What you are asked to do => Look below for the line containing "pub fn previous_event(&self, event: EventId)". Reproduce it and every line after it exactly, and nothing more.

(Saved entries)
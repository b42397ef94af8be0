//! Leaf views: drawable components with no further delegation.

use crate::draw::{Canvas, Drawable};

/// A plain text view.
///
/// Drawing records the fixed label `draw TextView`.
#[derive(Debug, Clone, Copy, Default, PartialEq, Eq)]
pub struct TextView;

impl TextView {
    /// Construct a new `TextView`.
    pub fn new() -> Self {
        Self
    }
}

impl Drawable for TextView {
    fn draw(&self, canvas: &mut Canvas) {
        canvas.record("draw TextView");
    }
}

/// A graph view.
///
/// Drawing records the fixed label `draw GraphView`.
#[derive(Debug, Clone, Copy, Default, PartialEq, Eq)]
pub struct GraphView;

impl GraphView {
    /// Construct a new `GraphView`.
    pub fn new() -> Self {
        Self
    }
}

impl Drawable for GraphView {
    fn draw(&self, canvas: &mut Canvas) {
        canvas.record("draw GraphView");
    }
}

#[cfg(test)]
mod tests {
    use super::*;

    #[test]
    fn test_text_view_records_single_line() {
        let mut canvas = Canvas::new();
        TextView::new().draw(&mut canvas);

        assert_eq!(canvas.lines(), ["draw TextView"]);
    }

    #[test]
    fn test_graph_view_records_single_line() {
        let mut canvas = Canvas::new();
        GraphView::new().draw(&mut canvas);

        assert_eq!(canvas.lines(), ["draw GraphView"]);
    }

    #[test]
    fn test_leaf_draw_is_idempotent() {
        let view = TextView::new();

        let mut first = Canvas::new();
        view.draw(&mut first);
        let mut second = Canvas::new();
        view.draw(&mut second);

        assert_eq!(first, second);
    }
}
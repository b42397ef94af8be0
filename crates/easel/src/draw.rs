//! Drawable components and their decorations.
//!
//! All drawable components implement the [`Drawable`] trait, which provides a
//! consistent interface for recording drawing actions on a [`Canvas`]. Leaf
//! views ([`TextView`], [`GraphView`]) record exactly one action; wrapper
//! views ([`ScrollWrapper`], [`BorderWrapper`]) own exactly one inner
//! drawable and record one additional action after delegating to it.
//!
//! Wrapping is transitive, so decorations stack: a chain of N wrappers around
//! a leaf records N+1 actions, innermost leaf first.

mod border;
mod canvas;
mod scroll;
mod view;

pub use border::BorderWrapper;
pub use canvas::Canvas;
pub use scroll::ScrollWrapper;
pub use view::{GraphView, TextView};

/// The capability of producing a visual-rendering side effect.
///
/// Drawing records one line on the canvas per drawing action performed along
/// the delegation chain, in delegation order. Implementations hold no mutable
/// state, so drawing the same value twice records identical sequences.
pub trait Drawable: std::fmt::Debug {
    fn draw(&self, canvas: &mut Canvas);
}

impl Drawable for Box<dyn Drawable> {
    fn draw(&self, canvas: &mut Canvas) {
        self.as_ref().draw(canvas);
    }
}

#[cfg(test)]
mod tests {
    use super::*;

    #[test]
    fn test_scroll_over_border_ordering() {
        let chain = ScrollWrapper::new(BorderWrapper::new(TextView::new(), 2), 1);

        let mut canvas = Canvas::new();
        chain.draw(&mut canvas);

        assert_eq!(
            canvas.lines(),
            [
                "draw TextView",
                "draw BorderWrapper[borderWidth=2]",
                "draw ScrollWrapper[scrollPosistion=1]",
            ]
        );
    }

    #[test]
    fn test_border_over_scroll_ordering() {
        let chain = BorderWrapper::new(ScrollWrapper::new(TextView::new(), 1), 2);

        let mut canvas = Canvas::new();
        chain.draw(&mut canvas);

        assert_eq!(
            canvas.lines(),
            [
                "draw TextView",
                "draw ScrollWrapper[scrollPosistion=1]",
                "draw BorderWrapper[borderWidth=2]",
            ]
        );
    }

    #[test]
    fn test_swapping_wrappers_keeps_leaf_first() {
        let scroll_outer = ScrollWrapper::new(BorderWrapper::new(TextView::new(), 2), 1);
        let border_outer = BorderWrapper::new(ScrollWrapper::new(TextView::new(), 1), 2);

        let mut canvas_a = Canvas::new();
        scroll_outer.draw(&mut canvas_a);
        let mut canvas_b = Canvas::new();
        border_outer.draw(&mut canvas_b);

        // The leaf line stays first; only the wrapper lines swap.
        assert_eq!(canvas_a.lines()[0], "draw TextView");
        assert_eq!(canvas_b.lines()[0], "draw TextView");
        assert_eq!(canvas_a.lines()[1], canvas_b.lines()[2]);
        assert_eq!(canvas_a.lines()[2], canvas_b.lines()[1]);
    }

    #[test]
    fn test_drawing_twice_is_idempotent() {
        let chain = BorderWrapper::new(ScrollWrapper::new(GraphView::new(), 7), 3);

        let mut first = Canvas::new();
        chain.draw(&mut first);
        let mut second = Canvas::new();
        chain.draw(&mut second);

        assert_eq!(first, second);
    }

    #[test]
    fn test_boxed_drawable_delegates() {
        let boxed: Box<dyn Drawable> = Box::new(TextView::new());
        let chain = ScrollWrapper::new(boxed, 4);

        let mut canvas = Canvas::new();
        chain.draw(&mut canvas);

        assert_eq!(
            canvas.lines(),
            ["draw TextView", "draw ScrollWrapper[scrollPosistion=4]"]
        );
    }
}
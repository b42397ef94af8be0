//! Easel - composable drawable components.
//!
//! A drawable is anything that can record its drawing actions on a
//! [`draw::Canvas`]. Leaf views record a single action; wrapper views own an
//! inner drawable and record one extra action after delegating to it, so
//! decorations stack in construction order.
//!
//! # Examples
//!
//! ```
//! use easel::draw::{BorderWrapper, Canvas, Drawable, ScrollWrapper, TextView};
//!
//! // A text view with a border, wrapped in a scroll bar.
//! let chain = ScrollWrapper::new(BorderWrapper::new(TextView::new(), 2), 1);
//!
//! let mut canvas = Canvas::new();
//! chain.draw(&mut canvas);
//!
//! assert_eq!(
//!     canvas.lines(),
//!     [
//!         "draw TextView",
//!         "draw BorderWrapper[borderWidth=2]",
//!         "draw ScrollWrapper[scrollPosistion=1]",
//!     ]
//! );
//! ```
//!
//! Chains can also be described as data and built at runtime, see the
//! [`chain`] module.

pub mod chain;
pub mod draw;

mod error;

pub use error::EaselError;
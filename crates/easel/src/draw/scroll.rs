//! Provides `ScrollWrapper`, a decoration that adds a scroll bar to a drawable.

use crate::draw::{Canvas, Drawable};

/// A drawable wrapped with a scroll bar at a fixed scroll position.
///
/// Drawing delegates to the wrapped drawable first, then records the scroll
/// action parameterized by the stored position. The inner drawable is owned
/// and set at construction; it cannot be replaced afterwards.
#[derive(Debug, Clone)]
pub struct ScrollWrapper<D: Drawable> {
    inner: D,
    scroll_position: i32,
}

impl<D: Drawable> ScrollWrapper<D> {
    /// Construct a new `ScrollWrapper` around an owned inner drawable.
    pub fn new(inner: D, scroll_position: i32) -> Self {
        Self {
            inner,
            scroll_position,
        }
    }

    /// Get a reference to the inner drawable
    pub fn inner(&self) -> &D {
        &self.inner
    }

    /// Get the scroll position of this wrapper
    pub fn scroll_position(&self) -> i32 {
        self.scroll_position
    }

    /// Record the scroll action for this wrapper.
    fn scroll_to(&self, canvas: &mut Canvas) {
        canvas.record(format!(
            "draw ScrollWrapper[scrollPosistion={}]",
            self.scroll_position
        ));
    }
}

impl<D: Drawable> Drawable for ScrollWrapper<D> {
    fn draw(&self, canvas: &mut Canvas) {
        self.inner.draw(canvas);
        self.scroll_to(canvas);
    }
}
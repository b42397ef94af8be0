//! Provides `BorderWrapper`, a decoration that adds a border to a drawable.

use crate::draw::{Canvas, Drawable};

/// A drawable wrapped with a border of a fixed width.
///
/// Drawing delegates to the wrapped drawable first, then records the border
/// action parameterized by the stored width. The inner drawable is owned and
/// set at construction; it cannot be replaced afterwards.
#[derive(Debug, Clone)]
pub struct BorderWrapper<D: Drawable> {
    inner: D,
    border_width: i32,
}

impl<D: Drawable> BorderWrapper<D> {
    /// Construct a new `BorderWrapper` around an owned inner drawable.
    pub fn new(inner: D, border_width: i32) -> Self {
        Self {
            inner,
            border_width,
        }
    }

    /// Get a reference to the inner drawable
    pub fn inner(&self) -> &D {
        &self.inner
    }

    /// Get the border width of this wrapper
    pub fn border_width(&self) -> i32 {
        self.border_width
    }

    /// Record the border action for this wrapper.
    fn draw_border(&self, canvas: &mut Canvas) {
        canvas.record(format!(
            "draw BorderWrapper[borderWidth={}]",
            self.border_width
        ));
    }
}

impl<D: Drawable> Drawable for BorderWrapper<D> {
    fn draw(&self, canvas: &mut Canvas) {
        self.inner.draw(canvas);
        self.draw_border(canvas);
    }
}
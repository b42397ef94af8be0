//! Command-line argument definitions for the easel CLI.
//!
//! This module defines the [`Args`] structure parsed from the command line
//! using [`clap`]. Arguments control scene selection, output destination,
//! and logging verbosity.

use clap::Parser;

/// Command-line arguments for the easel drawing tool
#[derive(Parser, Debug)]
#[command(author, version, about, long_about = None)]
pub struct Args {
    /// Path to a TOML scene file describing the chain to draw
    #[arg(help = "Path to the scene file (renders the built-in demonstration when omitted)")]
    pub scene: Option<String>,

    /// Path to the output text file (stdout when omitted)
    #[arg(short, long)]
    pub output: Option<String>,

    /// Log level (off, error, warn, info, debug, trace)
    #[arg(long, default_value = "warn")]
    pub log_level: String,
}
#![doc = r#"
Bit-range extraction and byte-order helpers.

MIDI files store every multi-byte integer big-endian, and several header
fields pack independent values into single words (the time-division word,
the status byte's nibbles). These helpers are pure functions; the reader
converts wire integers with `from_be_bytes` at the point of use, so no
runtime endianness state exists anywhere in the crate.
"#]

/// True if the host stores integers least-significant byte first.
pub const fn host_is_little_endian() -> bool {
    cfg!(target_endian = "little")
}

/// Extract the inclusive bit range `[a, b]` from an 8-bit value.
///
/// Bits are numbered 1 (most significant) through 8 (least significant),
/// and the extracted range is right-aligned in the result.
pub const fn extract_bits_8(value: u8, a: u32, b: u32) -> u8 {
    debug_assert!(a <= b);
    debug_assert!(a >= 1 && b <= 8);
    (value << (a - 1)) >> (7 - (b - a))
}

/// Extract the inclusive bit range `[a, b]` from a 16-bit value.
///
/// Same numbering as [`extract_bits_8`]: 1 is the most significant bit,
/// 16 the least significant.
pub const fn extract_bits_16(value: u16, a: u32, b: u32) -> u16 {
    debug_assert!(a <= b);
    debug_assert!(a >= 1 && b <= 16);
    (value << (a - 1)) >> (15 - (b - a))
}

/// Extract the inclusive bit range `[a, b]` from a 32-bit value.
pub const fn extract_bits_32(value: u32, a: u32, b: u32) -> u32 {
    debug_assert!(a <= b);
    debug_assert!(a >= 1 && b <= 32);
    (value << (a - 1)) >> (31 - (b - a))
}

/// Reverse the byte order of a 16-bit integer.
pub const fn swap_u16(x: u16) -> u16 {
    ((x & 0x00FF) << 8) | ((x & 0xFF00) >> 8)
}

/// Reverse the byte order of a 32-bit integer.
pub const fn swap_u32(x: u32) -> u32 {
    let x = ((x & 0x0000_FFFF) << 16) | ((x & 0xFFFF_0000) >> 16);
    ((x & 0x00FF_00FF) << 8) | ((x & 0xFF00_FF00) >> 8)
}
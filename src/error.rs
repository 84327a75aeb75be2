#![doc = r#"
Error kinds shared across the crate.

Decode errors are wrapped with the byte position at which they occurred by
[`ReadError`](crate::reader::ReadError); the kinds below describe what
went wrong. [`EventError`] is returned synchronously by the track
mutation API and never leaves the document in a modified state.
"#]

use thiserror::Error;

/// A malformed chunk encountered while decoding track data.
#[derive(Debug, Clone, Copy, PartialEq, Eq, Error)]
pub enum ChunkError {
    /// The chunk did not start with the `MTrk` magic.
    #[error("expected an MTrk chunk")]
    BadTrackMagic,
    /// The track chunk declared a length of zero.
    #[error("track chunk declares a length of zero")]
    EmptyTrack,
    /// A variable-length quantity ran past its four-byte limit.
    #[error("variable-length quantity exceeds four bytes")]
    VlqTooLong,
    /// A status byte carried a channel-message nibble outside the
    /// defined set. Also produced when running status is consulted
    /// before any status byte has been seen on the track.
    #[error("unknown channel status nibble {0:#x}")]
    UnknownChannelStatus(u8),
}

/// A structural violation in the header chunk. Any of these mean the
/// stream is not a usable Standard MIDI File.
#[derive(Debug, Clone, Copy, PartialEq, Eq, Error)]
pub enum HeaderError {
    /// The file did not start with the `MThd` magic.
    #[error("not a standard MIDI file")]
    BadMagic,
    /// The header chunk must declare exactly six bytes of data.
    #[error("header chunk declares {0} bytes (expected 6)")]
    BadLength(u32),
    /// The format word was not 0, 1 or 2.
    #[error("unknown file format {0}")]
    BadFormat(u16),
    /// The file declared zero tracks.
    #[error("file declares no tracks")]
    NoTracks,
    /// The SMPTE frame-rate code was not 24, 25, 29 or 30.
    #[error("unsupported SMPTE frame rate {0}")]
    BadFrameRate(u8),
    /// Metrical time division with zero ticks per beat.
    #[error("ticks per beat must be nonzero")]
    ZeroTicksPerBeat,
    /// SMPTE time division with zero ticks per frame.
    #[error("ticks per frame must be nonzero")]
    ZeroTicksPerFrame,
}

/// Misuse of the event factory or track mutation API.
///
/// These are reported to the caller without touching the document.
#[derive(Debug, Clone, Copy, PartialEq, Eq, Error)]
pub enum EventError {
    /// The event is already attached to a track and is owned by the
    /// document; it cannot be attached again or discarded directly.
    #[error("event is already attached to a track")]
    AlreadyAdded,
    /// Removal was requested for an event that is not attached to any
    /// track.
    #[error("event has not been attached to a track")]
    NotAdded,
    /// The event is attached, but to a different track than the one
    /// named in the call.
    #[error("event is not part of the specified track")]
    NotPartOfTrack,
    /// The track index does not refer to a declared track.
    #[error("track {0} is out of range")]
    TrackOutOfRange(u16),
    /// The event id does not refer to a live event (it was never issued
    /// by this document, or its event has been released).
    #[error("unknown event id")]
    UnknownEvent,
    /// Channel numbers run from 0 to 15.
    #[error("channel {0} is out of range")]
    ChannelOutOfRange(u8),
    /// The raw-data meta factory only accepts the eight
    /// variable-length text/data subtypes.
    #[error("meta type {0:?} does not carry free-form data")]
    NotADataMeta(crate::event::MetaKind),
}

/// Failure reported by the stream while writing.
#[derive(Debug, Clone, Copy, PartialEq, Eq, Error)]
pub enum WriteError {
    /// The byte stream refused or failed the write.
    #[error("writing to the stream failed")]
    WritingFailed,
}
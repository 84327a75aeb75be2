#![doc = r#"
The in-memory MIDI document: format and timing read from the header,
plus one doubly-linked list of events per track.

# Ownership

Events are created detached through the `create_*` factories, which hand
back an [`EventId`]. A detached event belongs to whoever created it:
attach it to a track with [`MidiDocument::add_event`] (or the start/end
conveniences), or give it back with [`MidiDocument::discard_event`].
Once attached the document owns the event exclusively — attaching it
again fails with [`EventError::AlreadyAdded`], and the only way to
release it is [`MidiDocument::remove_event`].

# All-or-nothing reads

[`MidiDocument::read`] resets the document, decodes the stream, and
either replaces the entire track set (setting the valid flag) or resets
again, so a half-built document is never observable.
"#]

mod format;
pub use format::*;

mod timing;
pub use timing::*;

mod track;
pub use track::TrackEvents;
pub(crate) use track::{EventArena, TrackLinks};

use crate::error::EventError;
use crate::event::{
    ChannelMessage, Event, EventId, EventKind, MetaKind, Payload, pack_pitch_bend,
};
use crate::reader::{ReadResult, ReadSession};
use crate::stream::MidiStream;

/// A Standard MIDI File held in memory.
#[derive(Debug, Default)]
pub struct MidiDocument {
    format: Option<FormatType>,
    timing: Option<Timing>,
    tracks: Vec<TrackLinks>,
    arena: EventArena,
    valid: bool,
}

impl MidiDocument {
    /// Create an empty, invalid document.
    pub fn new() -> Self {
        Self::default()
    }

    /// The file format, once a read has succeeded.
    pub fn format(&self) -> Option<FormatType> {
        self.format
    }

    /// The time-division mode, once a read has succeeded.
    pub fn timing(&self) -> Option<Timing> {
        self.timing
    }

    /// Number of declared tracks.
    pub fn track_count(&self) -> u16 {
        self.tracks.len() as u16
    }

    /// True only after a fully successful [`read`](Self::read).
    pub fn is_valid(&self) -> bool {
        self.valid
    }

    /// Decode a Standard MIDI File from `stream`, replacing the whole
    /// document. On any failure the document is left fully reset.
    pub fn read<S: MidiStream>(&mut self, stream: &mut S) -> ReadResult<()> {
        self.reset();
        let mut session = ReadSession::new(stream);
        match crate::reader::read_document(self, &mut session) {
            Ok(()) => {
                self.valid = true;
                Ok(())
            }
            Err(e) => {
                self.reset();
                Err(e)
            }
        }
    }

    /// Release every event on every track and clear all format,
    /// timing and validity state. Detached events survive; they are
    /// still owned by their creators.
    pub fn reset(&mut self) {
        self.arena.release_attached();
        self.tracks.clear();
        self.format = None;
        self.timing = None;
        self.valid = false;
    }

    /// Remove every event from the given track. A no-op on an
    /// out-of-range or already-empty track.
    pub fn wipe_track(&mut self, track: u16) {
        let track = usize::from(track);
        if track >= self.tracks.len() {
            return;
        }
        self.wipe_track_slots(track);
    }

    fn wipe_track_slots(&mut self, track: usize) {
        let mut current = self.tracks[track].head;
        while let Some(id) = current {
            current = self.arena.get(id).and_then(|event| event.next);
            self.arena.remove(id);
        }
        self.tracks[track] = TrackLinks::default();
    }

    // ------------------------------------------------------------------
    // Event factories
    // ------------------------------------------------------------------

    /// Create a detached channel event.
    ///
    /// `data2` is ignored for the one-byte messages (program change and
    /// channel aftertouch). For pitch bend, `data1` and `data2` are the
    /// two 7-bit wire bytes, low bits first.
    pub fn create_channel_event(
        &mut self,
        channel: u8,
        message: ChannelMessage,
        data1: u8,
        data2: u8,
    ) -> Result<EventId, EventError> {
        if channel > 15 {
            return Err(EventError::ChannelOutOfRange(channel));
        }
        Ok(self.push_channel_event(channel, message, data1, data2))
    }

    pub(crate) fn push_channel_event(
        &mut self,
        channel: u8,
        message: ChannelMessage,
        data1: u8,
        data2: u8,
    ) -> EventId {
        let payload = match message {
            ChannelMessage::PitchBend => {
                Payload::from_bytes(&pack_pitch_bend(data1, data2).to_ne_bytes())
            }
            _ if message.data_len() == 2 => Payload::from_bytes(&[data1, data2]),
            _ => Payload::from_bytes(&[data1]),
        };
        self.insert_event(EventKind::Channel { message, channel }, payload)
    }

    /// Create a detached sequence-number meta event.
    pub fn create_sequence_number_event(&mut self, sequence_number: u16) -> EventId {
        self.insert_event(
            EventKind::Meta(MetaKind::SequenceNumber),
            Payload::from_bytes(&sequence_number.to_ne_bytes()),
        )
    }

    /// Create a detached tempo meta event. The tempo is given in
    /// microseconds per quarter note.
    pub fn create_tempo_event(&mut self, tempo: u32) -> EventId {
        self.insert_event(
            EventKind::Meta(MetaKind::SetTempo),
            Payload::from_vec(tempo.to_ne_bytes().to_vec()),
        )
    }

    /// Create a detached meta event of one of the raw-data subtypes
    /// (text, copyright, names, lyrics, marker, cue point or
    /// sequencer-specific); `data` is copied verbatim.
    pub fn create_meta_data_event(
        &mut self,
        kind: MetaKind,
        data: &[u8],
    ) -> Result<EventId, EventError> {
        if !kind.is_data() {
            return Err(EventError::NotADataMeta(kind));
        }
        Ok(self.insert_event(EventKind::Meta(kind), Payload::from_bytes(data)))
    }

    /// Create a detached channel-prefix meta event: the following meta
    /// events belong to `channel` until a non-meta event occurs.
    pub fn create_channel_prefix_event(&mut self, channel: u8) -> EventId {
        self.insert_event(
            EventKind::Meta(MetaKind::ChannelPrefix),
            Payload::from_bytes(&[channel]),
        )
    }

    /// Create a detached time-signature meta event.
    ///
    /// `denominator` is the power of two (2 = quarter note), and
    /// `metronome` counts clock signals per click, 24 to the quarter
    /// note. `thirtyseconds_per_24_signals` is nearly always 8.
    pub fn create_time_signature_event(
        &mut self,
        numerator: u8,
        denominator: u8,
        metronome: u8,
        thirtyseconds_per_24_signals: u8,
    ) -> EventId {
        self.insert_event(
            EventKind::Meta(MetaKind::TimeSignature),
            Payload::from_vec(vec![
                numerator,
                denominator,
                metronome,
                thirtyseconds_per_24_signals,
            ]),
        )
    }

    /// Create a detached key-signature meta event. Negative `key`
    /// counts flats, positive counts sharps, zero is C; `scale` is 0
    /// for major and 1 for minor.
    pub fn create_key_signature_event(&mut self, key: i8, scale: u8) -> EventId {
        self.insert_event(
            EventKind::Meta(MetaKind::KeySignature),
            Payload::from_bytes(&[key as u8, scale]),
        )
    }

    /// Create a detached system-exclusive event. Pass
    /// `end_of_sysex = false` for every fragment of a split message
    /// except the last.
    pub fn create_sysex_event(&mut self, data: &[u8], end_of_sysex: bool) -> EventId {
        self.insert_event(EventKind::Sysex { end_of_sysex }, Payload::from_bytes(data))
    }

    pub(crate) fn insert_event(&mut self, kind: EventKind, payload: Payload) -> EventId {
        self.arena.insert(Event::new(kind, payload))
    }

    /// Release a detached event that will not be attached after all.
    /// Fails with [`EventError::AlreadyAdded`] if the event is attached
    /// (the document owns it; use [`remove_event`](Self::remove_event)).
    pub fn discard_event(&mut self, event: EventId) -> Result<(), EventError> {
        match self.arena.get(event) {
            None => Err(EventError::UnknownEvent),
            Some(e) if e.track.is_some() => Err(EventError::AlreadyAdded),
            Some(_) => {
                self.arena.remove(event);
                Ok(())
            }
        }
    }

    // ------------------------------------------------------------------
    // Track mutation
    // ------------------------------------------------------------------

    /// Attach a detached event to `track`, `delta_time` ticks after
    /// `after` (or after the track start when `after` is `None`, which
    /// inserts at the head). Ownership passes to the document.
    pub fn add_event(
        &mut self,
        track: u16,
        event: EventId,
        delta_time: u32,
        after: Option<EventId>,
    ) -> Result<(), EventError> {
        match self.arena.get(event) {
            None => return Err(EventError::UnknownEvent),
            Some(e) if e.track.is_some() => return Err(EventError::AlreadyAdded),
            Some(_) => {}
        }
        if usize::from(track) >= self.tracks.len() {
            return Err(EventError::TrackOutOfRange(track));
        }
        if let Some(anchor) = after {
            match self.arena.get(anchor) {
                None => return Err(EventError::UnknownEvent),
                Some(a) if a.track != Some(track) => return Err(EventError::NotPartOfTrack),
                Some(_) => {}
            }
        }
        self.link_event(usize::from(track), event, delta_time, after);
        Ok(())
    }

    /// Attach a detached event at the very beginning of `track`.
    pub fn add_event_to_start(
        &mut self,
        track: u16,
        event: EventId,
        delta_time: u32,
    ) -> Result<(), EventError> {
        self.add_event(track, event, delta_time, None)
    }

    /// Attach a detached event at the very end of `track`.
    pub fn add_event_to_end(
        &mut self,
        track: u16,
        event: EventId,
        delta_time: u32,
    ) -> Result<(), EventError> {
        match self.arena.get(event) {
            None => return Err(EventError::UnknownEvent),
            Some(e) if e.track.is_some() => return Err(EventError::AlreadyAdded),
            Some(_) => {}
        }
        if usize::from(track) >= self.tracks.len() {
            return Err(EventError::TrackOutOfRange(track));
        }
        let tail = self.tracks[usize::from(track)].tail;
        self.link_event(usize::from(track), event, delta_time, tail);
        Ok(())
    }

    /// Append used by the decoder; track and event are known good.
    pub(crate) fn append_parsed_event(&mut self, track: u16, event: EventId, delta_time: u32) {
        let tail = self.tracks[usize::from(track)].tail;
        self.link_event(usize::from(track), event, delta_time, tail);
    }

    fn link_event(&mut self, track: usize, id: EventId, delta_time: u32, after: Option<EventId>) {
        {
            let event = self.arena.get_mut(id).unwrap();
            event.track = Some(track as u16);
            event.time = delta_time;
        }
        match after {
            Some(anchor) => {
                let old_next = self.arena.get(anchor).unwrap().next;
                {
                    let event = self.arena.get_mut(id).unwrap();
                    event.previous = Some(anchor);
                    event.next = old_next;
                }
                self.arena.get_mut(anchor).unwrap().next = Some(id);
                if let Some(next) = old_next {
                    self.arena.get_mut(next).unwrap().previous = Some(id);
                }
                if self.tracks[track].tail == Some(anchor) {
                    self.tracks[track].tail = Some(id);
                }
            }
            None => {
                let old_head = self.tracks[track].head;
                {
                    let event = self.arena.get_mut(id).unwrap();
                    event.previous = None;
                    event.next = old_head;
                }
                if let Some(head) = old_head {
                    self.arena.get_mut(head).unwrap().previous = Some(id);
                }
                self.tracks[track].head = Some(id);
                if self.tracks[track].tail.is_none() {
                    self.tracks[track].tail = Some(id);
                }
            }
        }
    }

    /// Detach an event from `track` and release its storage.
    pub fn remove_event(&mut self, track: u16, event: EventId) -> Result<(), EventError> {
        if usize::from(track) >= self.tracks.len() {
            return Err(EventError::TrackOutOfRange(track));
        }
        let (previous, next) = match self.arena.get(event) {
            None => return Err(EventError::UnknownEvent),
            Some(e) => match e.track {
                None => return Err(EventError::NotAdded),
                Some(t) if t != track => return Err(EventError::NotPartOfTrack),
                Some(_) => (e.previous, e.next),
            },
        };
        if let Some(p) = previous {
            self.arena.get_mut(p).unwrap().next = next;
        }
        if let Some(n) = next {
            self.arena.get_mut(n).unwrap().previous = previous;
        }
        let track = usize::from(track);
        if self.tracks[track].head == Some(event) {
            self.tracks[track].head = next;
        }
        if self.tracks[track].tail == Some(event) {
            self.tracks[track].tail = previous;
        }
        self.arena.remove(event);
        Ok(())
    }

    // ------------------------------------------------------------------
    // Navigation
    // ------------------------------------------------------------------

    /// First event on `track`, if any.
    pub fn first_event(&self, track: u16) -> Result<Option<EventId>, EventError> {
        self.links(track).map(|links| links.head)
    }

    /// Last event on `track`, if any.
    pub fn last_event(&self, track: u16) -> Result<Option<EventId>, EventError> {
        self.links(track).map(|links| links.tail)
    }

    /// The event after `event` on its track, if any.
    pub fn next_event(&self, event: EventId) -> Result<Option<EventId>, EventError> {
        self.arena
            .get(event)
            .map(|e| e.next)
            .ok_or(EventError::UnknownEvent)
    }

    /// The event before `event` on its track, if any.
    pub fn previous_event(&self, event: EventId) -> Result<Option<EventId>, EventError> {
        self.arena
            .get(event)
            .map(|e| e.previous)
            .ok_or(EventError::UnknownEvent)
    }

    /// Read access to an event. The document still owns it; there is no
    /// mutable counterpart.
    pub fn event(&self, event: EventId) -> Option<&Event> {
        self.arena.get(event)
    }

    /// Iterate `track` head to tail.
    pub fn track_events(&self, track: u16) -> Result<TrackEvents<'_>, EventError> {
        self.links(track).map(|links| TrackEvents {
            arena: &self.arena,
            next: links.head,
        })
    }

    fn links(&self, track: u16) -> Result<&TrackLinks, EventError> {
        self.tracks
            .get(usize::from(track))
            .ok_or(EventError::TrackOutOfRange(track))
    }

    /// Header fields decoded; allocate the per-track anchors.
    pub(crate) fn set_header(&mut self, format: FormatType, timing: Timing, track_count: u16) {
        self.format = Some(format);
        self.timing = Some(timing);
        self.tracks = vec![TrackLinks::default(); usize::from(track_count)];
    }
}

Result of the task =>
    pub fn previous_event(&self, event: EventId) -> Result<Option<EventId>, EventError> {
        self.arena
            .get(event)
            .map(|e| e.previous)
            .ok_or(EventError::UnknownEvent)
    }

    /// Read access to an event. The document still owns it; there is no
    /// mutable counterpart.
    pub fn event(&self, event: EventId) -> Option<&Event> {
        self.arena.get(event)
    }

    /// Iterate `track` head to tail.
    pub fn track_events(&self, track: u16) -> Result<TrackEvents<'_>, EventError> {
        self.links(track).map(|links| TrackEvents {
            arena: &self.arena,
            next: links.head,
        })
    }

    fn links(&self, track: u16) -> Result<&TrackLinks, EventError> {
        self.tracks
            .get(usize::from(track))
            .ok_or(EventError::TrackOutOfRange(track))
    }

    /// Header fields decoded; allocate the per-track anchors.
    pub(crate) fn set_header(&mut self, format: FormatType, timing: Timing, track_count: u16) {
        self.format = Some(format);
        self.timing = Some(timing);
        self.tracks = vec![TrackLinks::default(); usize::from(track_count)];
    }
}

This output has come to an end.